AVAILABLE RECORDS:
┄┄┄┄┄┄┄┄┄┄┄┄┄┄┄┄┄┄┄┄
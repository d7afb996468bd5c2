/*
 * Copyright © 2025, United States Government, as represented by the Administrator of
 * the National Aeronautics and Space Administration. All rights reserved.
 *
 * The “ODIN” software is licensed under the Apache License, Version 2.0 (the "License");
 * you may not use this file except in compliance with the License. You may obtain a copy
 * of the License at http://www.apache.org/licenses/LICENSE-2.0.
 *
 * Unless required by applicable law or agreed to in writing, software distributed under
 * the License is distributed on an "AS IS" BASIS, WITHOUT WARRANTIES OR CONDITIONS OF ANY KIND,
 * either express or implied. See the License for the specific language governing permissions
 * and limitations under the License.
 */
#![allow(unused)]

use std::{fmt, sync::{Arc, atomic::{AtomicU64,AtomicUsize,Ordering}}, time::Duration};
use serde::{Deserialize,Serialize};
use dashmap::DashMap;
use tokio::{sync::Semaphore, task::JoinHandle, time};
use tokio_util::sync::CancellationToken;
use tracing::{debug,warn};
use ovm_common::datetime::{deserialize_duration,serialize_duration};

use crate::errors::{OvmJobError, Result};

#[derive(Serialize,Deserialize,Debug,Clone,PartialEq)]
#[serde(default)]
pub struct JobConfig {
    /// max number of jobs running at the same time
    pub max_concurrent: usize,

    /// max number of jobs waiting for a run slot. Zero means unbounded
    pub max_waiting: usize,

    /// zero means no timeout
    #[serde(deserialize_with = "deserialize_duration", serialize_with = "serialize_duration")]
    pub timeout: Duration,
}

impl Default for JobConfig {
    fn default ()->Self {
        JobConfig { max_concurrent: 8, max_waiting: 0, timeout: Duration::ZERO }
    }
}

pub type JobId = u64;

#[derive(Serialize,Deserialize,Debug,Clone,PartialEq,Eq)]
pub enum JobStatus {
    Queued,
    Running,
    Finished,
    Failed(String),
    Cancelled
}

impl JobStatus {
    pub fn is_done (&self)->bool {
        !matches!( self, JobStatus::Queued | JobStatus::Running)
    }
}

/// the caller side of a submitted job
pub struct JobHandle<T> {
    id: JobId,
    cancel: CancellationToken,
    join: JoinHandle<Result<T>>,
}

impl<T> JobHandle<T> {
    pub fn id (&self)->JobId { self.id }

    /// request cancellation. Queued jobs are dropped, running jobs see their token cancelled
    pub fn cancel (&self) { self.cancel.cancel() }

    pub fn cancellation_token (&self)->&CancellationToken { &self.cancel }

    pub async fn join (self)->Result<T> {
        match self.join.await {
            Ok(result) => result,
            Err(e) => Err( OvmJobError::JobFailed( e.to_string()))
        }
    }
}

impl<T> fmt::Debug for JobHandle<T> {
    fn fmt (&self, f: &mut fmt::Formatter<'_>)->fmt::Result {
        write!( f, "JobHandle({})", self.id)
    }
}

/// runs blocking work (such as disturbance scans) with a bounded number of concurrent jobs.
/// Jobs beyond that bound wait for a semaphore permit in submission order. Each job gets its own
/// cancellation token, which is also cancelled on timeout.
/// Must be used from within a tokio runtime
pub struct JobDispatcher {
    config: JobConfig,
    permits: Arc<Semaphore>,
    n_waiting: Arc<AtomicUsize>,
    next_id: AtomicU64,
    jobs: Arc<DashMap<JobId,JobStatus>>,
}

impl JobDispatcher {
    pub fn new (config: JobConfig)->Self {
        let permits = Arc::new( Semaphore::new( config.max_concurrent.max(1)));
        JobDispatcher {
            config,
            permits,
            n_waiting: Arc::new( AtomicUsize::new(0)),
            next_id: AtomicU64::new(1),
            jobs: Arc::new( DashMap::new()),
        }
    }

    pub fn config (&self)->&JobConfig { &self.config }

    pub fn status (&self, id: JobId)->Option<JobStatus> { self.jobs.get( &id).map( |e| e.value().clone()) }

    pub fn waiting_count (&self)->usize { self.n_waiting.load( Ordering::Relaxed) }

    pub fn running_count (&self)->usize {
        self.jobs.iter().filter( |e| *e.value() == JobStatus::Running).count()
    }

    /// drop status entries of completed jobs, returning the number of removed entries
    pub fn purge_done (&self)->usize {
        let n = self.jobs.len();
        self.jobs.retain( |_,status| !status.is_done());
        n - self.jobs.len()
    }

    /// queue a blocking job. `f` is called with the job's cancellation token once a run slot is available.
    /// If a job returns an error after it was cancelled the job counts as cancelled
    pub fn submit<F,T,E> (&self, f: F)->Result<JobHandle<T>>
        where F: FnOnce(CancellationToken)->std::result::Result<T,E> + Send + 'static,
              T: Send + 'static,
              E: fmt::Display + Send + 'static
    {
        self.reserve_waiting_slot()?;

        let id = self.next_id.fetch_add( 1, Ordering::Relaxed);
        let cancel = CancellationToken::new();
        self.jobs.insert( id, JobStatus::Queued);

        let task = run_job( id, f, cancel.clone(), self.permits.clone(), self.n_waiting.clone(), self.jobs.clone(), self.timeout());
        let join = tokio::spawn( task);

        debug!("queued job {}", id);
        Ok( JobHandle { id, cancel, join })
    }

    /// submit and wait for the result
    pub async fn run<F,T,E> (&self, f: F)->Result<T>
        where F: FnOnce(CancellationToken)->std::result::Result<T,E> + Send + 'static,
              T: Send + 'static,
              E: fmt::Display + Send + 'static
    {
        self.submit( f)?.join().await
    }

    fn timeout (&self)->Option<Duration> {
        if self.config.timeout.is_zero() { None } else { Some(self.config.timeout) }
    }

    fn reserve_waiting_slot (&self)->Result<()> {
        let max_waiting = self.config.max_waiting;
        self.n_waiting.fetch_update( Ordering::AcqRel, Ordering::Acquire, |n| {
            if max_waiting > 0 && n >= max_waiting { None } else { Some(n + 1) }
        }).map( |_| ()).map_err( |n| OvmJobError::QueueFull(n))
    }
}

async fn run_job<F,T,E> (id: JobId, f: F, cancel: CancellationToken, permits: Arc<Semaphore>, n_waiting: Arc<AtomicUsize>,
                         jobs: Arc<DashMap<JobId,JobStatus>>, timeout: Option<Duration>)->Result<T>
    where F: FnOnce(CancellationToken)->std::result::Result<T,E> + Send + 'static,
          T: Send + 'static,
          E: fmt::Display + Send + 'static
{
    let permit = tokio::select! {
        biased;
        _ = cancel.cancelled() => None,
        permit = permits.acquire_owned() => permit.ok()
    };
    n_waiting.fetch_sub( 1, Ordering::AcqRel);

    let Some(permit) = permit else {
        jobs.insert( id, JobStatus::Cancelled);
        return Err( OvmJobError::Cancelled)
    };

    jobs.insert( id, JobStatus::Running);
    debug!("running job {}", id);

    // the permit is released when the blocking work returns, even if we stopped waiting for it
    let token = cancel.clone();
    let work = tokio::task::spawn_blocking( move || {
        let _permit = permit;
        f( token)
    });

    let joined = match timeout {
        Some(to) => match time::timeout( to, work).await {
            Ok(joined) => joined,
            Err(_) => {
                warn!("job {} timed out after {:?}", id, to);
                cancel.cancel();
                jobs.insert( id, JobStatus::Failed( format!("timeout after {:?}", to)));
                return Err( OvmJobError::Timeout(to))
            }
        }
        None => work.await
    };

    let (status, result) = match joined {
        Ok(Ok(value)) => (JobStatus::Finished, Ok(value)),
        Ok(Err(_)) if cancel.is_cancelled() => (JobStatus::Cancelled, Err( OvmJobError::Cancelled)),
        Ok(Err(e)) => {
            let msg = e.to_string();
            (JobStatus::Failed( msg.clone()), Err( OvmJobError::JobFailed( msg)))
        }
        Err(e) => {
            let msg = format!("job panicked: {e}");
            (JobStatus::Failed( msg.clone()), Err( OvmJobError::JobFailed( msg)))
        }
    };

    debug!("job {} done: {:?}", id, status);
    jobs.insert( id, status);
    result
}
┄┄┄┄┄┄┄┄┄┄┄┄┄┄┄┄┄┄┄┄
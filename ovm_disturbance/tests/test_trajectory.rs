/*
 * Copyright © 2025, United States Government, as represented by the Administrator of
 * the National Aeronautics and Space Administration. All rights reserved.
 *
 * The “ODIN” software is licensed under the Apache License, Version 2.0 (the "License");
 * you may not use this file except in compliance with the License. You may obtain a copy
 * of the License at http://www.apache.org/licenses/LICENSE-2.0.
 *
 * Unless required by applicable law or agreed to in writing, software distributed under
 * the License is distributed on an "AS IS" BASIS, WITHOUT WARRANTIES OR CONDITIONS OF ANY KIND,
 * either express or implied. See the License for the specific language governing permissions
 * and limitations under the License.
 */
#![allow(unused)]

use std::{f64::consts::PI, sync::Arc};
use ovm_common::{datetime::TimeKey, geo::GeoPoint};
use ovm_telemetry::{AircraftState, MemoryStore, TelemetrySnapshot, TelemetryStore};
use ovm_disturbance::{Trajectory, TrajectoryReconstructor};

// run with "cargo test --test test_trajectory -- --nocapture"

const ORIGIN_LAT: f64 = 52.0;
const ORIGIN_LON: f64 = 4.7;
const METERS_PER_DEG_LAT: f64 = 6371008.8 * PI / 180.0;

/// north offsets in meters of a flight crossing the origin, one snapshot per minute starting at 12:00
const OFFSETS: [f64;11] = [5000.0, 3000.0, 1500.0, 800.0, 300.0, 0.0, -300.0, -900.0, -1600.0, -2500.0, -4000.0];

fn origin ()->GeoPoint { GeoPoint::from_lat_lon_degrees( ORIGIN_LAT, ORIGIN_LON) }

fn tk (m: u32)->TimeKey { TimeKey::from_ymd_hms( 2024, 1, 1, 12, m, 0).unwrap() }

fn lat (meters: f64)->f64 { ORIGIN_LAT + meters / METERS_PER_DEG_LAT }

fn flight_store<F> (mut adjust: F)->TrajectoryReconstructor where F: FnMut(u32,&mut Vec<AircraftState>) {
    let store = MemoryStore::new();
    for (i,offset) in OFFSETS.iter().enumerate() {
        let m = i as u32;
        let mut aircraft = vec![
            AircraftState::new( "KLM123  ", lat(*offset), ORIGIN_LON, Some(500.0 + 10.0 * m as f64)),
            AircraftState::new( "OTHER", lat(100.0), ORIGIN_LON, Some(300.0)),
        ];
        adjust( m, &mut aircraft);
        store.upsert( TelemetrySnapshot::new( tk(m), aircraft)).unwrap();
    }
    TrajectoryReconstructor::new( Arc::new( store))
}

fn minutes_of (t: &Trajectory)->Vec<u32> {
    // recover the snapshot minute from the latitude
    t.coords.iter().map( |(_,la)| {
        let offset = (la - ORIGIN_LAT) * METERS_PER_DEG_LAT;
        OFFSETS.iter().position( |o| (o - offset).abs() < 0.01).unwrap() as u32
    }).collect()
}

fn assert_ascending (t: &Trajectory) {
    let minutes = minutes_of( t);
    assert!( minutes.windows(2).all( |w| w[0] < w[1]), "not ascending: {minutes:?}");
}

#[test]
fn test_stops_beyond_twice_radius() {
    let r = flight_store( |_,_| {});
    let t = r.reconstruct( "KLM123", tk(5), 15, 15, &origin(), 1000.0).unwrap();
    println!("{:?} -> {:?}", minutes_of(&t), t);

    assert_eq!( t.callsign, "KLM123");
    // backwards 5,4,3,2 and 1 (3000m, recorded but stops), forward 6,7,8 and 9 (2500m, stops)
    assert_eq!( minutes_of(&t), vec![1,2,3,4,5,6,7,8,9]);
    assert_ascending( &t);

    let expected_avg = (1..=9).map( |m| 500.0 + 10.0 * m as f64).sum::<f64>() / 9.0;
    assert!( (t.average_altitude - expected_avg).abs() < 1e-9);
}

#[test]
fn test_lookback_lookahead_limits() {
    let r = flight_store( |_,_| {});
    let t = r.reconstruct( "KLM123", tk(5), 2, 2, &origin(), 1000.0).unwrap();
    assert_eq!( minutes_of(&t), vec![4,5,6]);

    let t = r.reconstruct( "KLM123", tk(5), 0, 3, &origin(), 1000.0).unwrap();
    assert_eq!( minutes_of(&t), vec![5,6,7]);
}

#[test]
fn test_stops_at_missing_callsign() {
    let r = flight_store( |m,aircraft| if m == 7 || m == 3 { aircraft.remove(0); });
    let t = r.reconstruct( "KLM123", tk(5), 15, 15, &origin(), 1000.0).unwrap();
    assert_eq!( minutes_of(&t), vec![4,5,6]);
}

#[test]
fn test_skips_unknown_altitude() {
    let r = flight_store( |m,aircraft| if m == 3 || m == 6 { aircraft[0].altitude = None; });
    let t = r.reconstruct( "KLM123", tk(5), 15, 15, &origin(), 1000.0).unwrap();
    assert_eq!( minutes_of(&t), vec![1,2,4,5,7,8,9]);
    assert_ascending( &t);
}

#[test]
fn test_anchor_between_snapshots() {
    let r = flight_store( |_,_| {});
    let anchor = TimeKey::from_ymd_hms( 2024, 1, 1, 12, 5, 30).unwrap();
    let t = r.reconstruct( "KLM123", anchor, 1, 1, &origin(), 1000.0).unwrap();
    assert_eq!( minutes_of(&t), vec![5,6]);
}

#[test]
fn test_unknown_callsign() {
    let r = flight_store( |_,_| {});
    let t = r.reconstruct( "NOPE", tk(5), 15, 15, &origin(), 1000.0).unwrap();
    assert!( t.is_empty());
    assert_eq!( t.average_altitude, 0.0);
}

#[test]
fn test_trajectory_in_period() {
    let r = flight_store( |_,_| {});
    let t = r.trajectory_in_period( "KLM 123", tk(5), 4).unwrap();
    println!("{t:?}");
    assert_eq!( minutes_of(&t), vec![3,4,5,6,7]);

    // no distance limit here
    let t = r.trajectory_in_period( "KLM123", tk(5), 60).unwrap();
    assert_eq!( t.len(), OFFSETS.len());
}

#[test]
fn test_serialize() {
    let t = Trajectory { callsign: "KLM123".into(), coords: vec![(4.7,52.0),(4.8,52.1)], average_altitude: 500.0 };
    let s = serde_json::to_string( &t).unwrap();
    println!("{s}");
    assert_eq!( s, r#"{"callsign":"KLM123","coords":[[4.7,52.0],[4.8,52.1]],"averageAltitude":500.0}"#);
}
┄┄┄┄┄┄┄┄┄┄┄┄┄┄┄┄┄┄┄┄
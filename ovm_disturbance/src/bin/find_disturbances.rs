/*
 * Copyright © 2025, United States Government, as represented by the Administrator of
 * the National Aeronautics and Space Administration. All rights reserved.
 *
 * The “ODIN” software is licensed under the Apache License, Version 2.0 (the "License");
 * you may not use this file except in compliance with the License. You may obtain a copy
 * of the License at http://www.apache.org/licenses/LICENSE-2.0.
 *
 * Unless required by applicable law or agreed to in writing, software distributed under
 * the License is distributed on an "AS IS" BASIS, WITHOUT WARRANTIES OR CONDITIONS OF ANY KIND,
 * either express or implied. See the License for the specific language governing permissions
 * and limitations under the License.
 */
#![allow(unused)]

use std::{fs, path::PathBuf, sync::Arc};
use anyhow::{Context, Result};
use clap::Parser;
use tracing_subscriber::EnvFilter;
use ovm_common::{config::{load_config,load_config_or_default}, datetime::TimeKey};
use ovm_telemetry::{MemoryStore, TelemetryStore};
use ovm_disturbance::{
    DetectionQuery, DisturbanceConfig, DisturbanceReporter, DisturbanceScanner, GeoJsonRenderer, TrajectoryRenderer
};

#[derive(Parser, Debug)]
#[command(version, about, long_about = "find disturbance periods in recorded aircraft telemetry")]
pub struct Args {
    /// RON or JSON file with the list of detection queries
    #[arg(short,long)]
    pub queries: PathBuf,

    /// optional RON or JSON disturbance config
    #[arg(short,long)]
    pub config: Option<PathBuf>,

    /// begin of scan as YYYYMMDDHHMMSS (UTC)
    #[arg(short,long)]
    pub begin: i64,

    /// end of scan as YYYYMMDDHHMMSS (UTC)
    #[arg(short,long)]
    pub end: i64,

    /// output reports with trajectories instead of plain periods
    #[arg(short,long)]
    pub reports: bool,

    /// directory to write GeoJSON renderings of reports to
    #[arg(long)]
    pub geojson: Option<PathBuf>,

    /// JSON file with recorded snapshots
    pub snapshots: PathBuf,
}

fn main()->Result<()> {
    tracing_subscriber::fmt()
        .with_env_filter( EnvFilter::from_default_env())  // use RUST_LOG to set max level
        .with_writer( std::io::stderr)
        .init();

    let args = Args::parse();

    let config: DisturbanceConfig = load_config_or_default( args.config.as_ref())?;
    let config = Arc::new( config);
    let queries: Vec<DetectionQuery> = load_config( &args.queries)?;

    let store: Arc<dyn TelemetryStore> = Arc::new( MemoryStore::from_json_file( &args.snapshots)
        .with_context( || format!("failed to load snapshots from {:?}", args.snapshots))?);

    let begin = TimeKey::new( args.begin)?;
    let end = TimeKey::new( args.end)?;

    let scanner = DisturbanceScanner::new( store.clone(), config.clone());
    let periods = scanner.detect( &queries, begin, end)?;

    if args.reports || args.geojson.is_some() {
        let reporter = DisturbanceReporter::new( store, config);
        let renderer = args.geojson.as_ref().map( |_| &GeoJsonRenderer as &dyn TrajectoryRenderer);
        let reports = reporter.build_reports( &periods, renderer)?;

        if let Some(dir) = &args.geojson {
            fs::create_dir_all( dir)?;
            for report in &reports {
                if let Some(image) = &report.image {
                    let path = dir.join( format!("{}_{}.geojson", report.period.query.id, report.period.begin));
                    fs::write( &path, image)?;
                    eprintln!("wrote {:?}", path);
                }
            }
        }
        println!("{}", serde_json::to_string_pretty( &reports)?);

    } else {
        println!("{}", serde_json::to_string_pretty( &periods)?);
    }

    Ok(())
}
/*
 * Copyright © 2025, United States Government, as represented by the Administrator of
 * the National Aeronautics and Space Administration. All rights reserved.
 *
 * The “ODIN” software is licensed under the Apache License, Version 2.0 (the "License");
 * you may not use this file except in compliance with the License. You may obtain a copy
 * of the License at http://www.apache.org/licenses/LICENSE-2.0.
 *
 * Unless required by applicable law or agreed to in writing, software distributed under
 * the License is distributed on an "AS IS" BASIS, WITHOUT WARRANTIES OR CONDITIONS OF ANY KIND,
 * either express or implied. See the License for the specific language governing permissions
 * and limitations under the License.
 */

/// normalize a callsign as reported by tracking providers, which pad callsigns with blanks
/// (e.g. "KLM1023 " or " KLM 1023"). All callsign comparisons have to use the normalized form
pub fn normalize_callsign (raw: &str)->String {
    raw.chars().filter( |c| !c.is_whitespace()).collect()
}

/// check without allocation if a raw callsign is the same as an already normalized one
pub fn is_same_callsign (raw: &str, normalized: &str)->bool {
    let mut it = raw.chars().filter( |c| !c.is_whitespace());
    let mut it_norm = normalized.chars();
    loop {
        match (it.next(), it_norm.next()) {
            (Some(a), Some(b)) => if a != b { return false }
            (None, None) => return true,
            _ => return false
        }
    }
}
┄┄┄┄┄┄┄┄┄┄┄┄┄┄┄┄┄┄┄┄
INSTRUCTIONS TO FOLLOW: With the line holding "self.submit( f)?.join().await" as the first and the line holding "let max_waiting = self.config.max_waiting;" as the last, please transcribe exactly the lines of the material above in that range and nothing else.

EXPECTED ANSWER:
        self.submit( f)?.join().await
    }

    fn timeout (&self)->Option<Duration> {
        if self.config.timeout.is_zero() { None } else { Some(self.config.timeout) }
    }

    fn reserve_waiting_slot (&self)->Result<()> {
        let max_waiting = self.config.max_waiting;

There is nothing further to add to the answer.